Mais comment ne pas la dire que ses yeux me font mourir d'amour ? Comment ne pas la dire que la musique de sa voix me fait vibrer les jambes comme piquées en dedans ? Comment ne pas la dire que son doux rire fait germer en moi des désirs tellement singuliers que je ne me l'explique pas ?

Je voudrai juste, ne serait ce qu'une seule fois, oser la dire:
«Ce feu , cette flamme, cette chaleur, cette constante brûlure dans tes yeux m'aveugle, me plonge dans un profond hypnose, qui au royaume de chez mon dedans ravage, brûle, enflamme tout, d'un perpétuel incendie qui m'embrase le sang, affole ma chair, m'embestialise.»

Je voudrais juste pouvoir la dire:
«La symphonie de ta voix est la plus belle mélodie au monde qui fait battre mon cœur la chamade.»

Je voudrais juste savoir la dire:
«Tes lèvres, tes seins et tout ton corps éveillent en moi un brutal et nerveux désir de te consumer, de synchroniser ta chair à la mienne.»

Mais je ne savais rien dire de tout ça... c'est elle qui avait le contrôle, le pouvoir l'appartenait. Autant dire elle me contrôlait, je l'appartenais. J'étais en sa possession, j'étais son objet, j'étais sa chose...elle me faisait dire des trucs dont je ne sais quoi, qui toutes les fois attisait sa gaieté. Et elle riait, souriait et riait encore.

J'ai déjà vu qu'il était écrit quelque part sur le net, j'ai vu qu'il était dit quelque chose du genre:
«Plus une femme rit, plus elle est amoureuse. Pour qu'elle soit folle d'amour de toi, fais-la rire.»

Mais je te jure, mon frère, plus elle riait, plus c'est moi qui tombais amoureux. Le plissement de ses yeux souriants, rien ne pouvait évoquer l'immense tendresse de cet instant.

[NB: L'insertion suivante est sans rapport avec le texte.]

//! Intent classification
//!
//! Derives boolean topical and type-preference flags from the query text.
//! Matching is substring containment on the case-folded query, not
//! tokenized matching, so "oauth" inside a longer word still counts.
//! Flags are independent and may co-occur. Purely deterministic.

const STANDARD_KEYWORDS: &[&str] = &["standard", "policy", "rule", "guardrail"];
const RUNBOOK_KEYWORDS: &[&str] = &["runbook", "incident", "outage", "mitigation", "triage"];
const POSTMORTEM_KEYWORDS: &[&str] = &["postmortem", "what happened", "incident learning", "rca"];
const ADR_KEYWORDS: &[&str] = &["adr", "decision record", "why did we choose", "precedent"];
const IDENTITY_KEYWORDS: &[&str] = &["auth", "authentication", "oauth", "oidc", "jwt", "login"];
const BILLING_KEYWORDS: &[&str] = &["billing", "invoice", "payment"];
const OBSERVABILITY_KEYWORDS: &[&str] = &["tracing", "logging", "otel", "observability"];

/// Boolean flags inferred from query text
#[derive(Debug, Clone, Copy, Default, PartialEq, Eq)]
pub struct QueryIntent {
    /// Query asks for an engineering standard
    pub asks_standard: bool,

    /// Query asks for an operational runbook
    pub asks_runbook: bool,

    /// Query asks for an incident postmortem
    pub asks_postmortem: bool,

    /// Query asks for an architecture decision record
    pub asks_adr: bool,

    /// Query concerns the identity/auth domain
    pub identity_related: bool,

    /// Query concerns the billing domain
    pub billing_related: bool,

    /// Query concerns the observability domain
    pub observability_related: bool,
}

impl QueryIntent {
    /// Classify a query
    pub fn classify(query: &str) -> Self {
        let folded = query.to_lowercase();
        let contains_any = |keywords: &[&str]| keywords.iter().any(|k| folded.contains(k));

        Self {
            asks_standard: contains_any(STANDARD_KEYWORDS),
            asks_runbook: contains_any(RUNBOOK_KEYWORDS),
            asks_postmortem: contains_any(POSTMORTEM_KEYWORDS),
            asks_adr: contains_any(ADR_KEYWORDS),
            identity_related: contains_any(IDENTITY_KEYWORDS),
            billing_related: contains_any(BILLING_KEYWORDS),
            observability_related: contains_any(OBSERVABILITY_KEYWORDS),
        }
    }
}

Et à chaque fois qu'elle ouvrait la bouche, pour prononcer un mot, on dirait qu'il allait sortir quelque chose d'ineffable et de singulièrement doux de ses lèvres:

•Tu ne crois donc pas au prédilection, quelque chose que nous avons en commun, mais pourquoi ?

•Moi : —Un jour, un ami m'a convaincu d'aller voir une voyante alors que je traversais une mauvaise impasse. Il me fila son adresse et je m'y rendis. Arrivé sur les lieux, je toquais à la porte. Qui est là ? Attendis-je!
Toc toc toc ! Insistais-je. Qui est là? Répétait la voix. Je me suis retourné sur le champ... Comment une personne qui ne peux même pas me deviner derrière une porte en bois peux t'elle lire les lignes de ma
main ?— Elle est vraiment plaisante celle-là !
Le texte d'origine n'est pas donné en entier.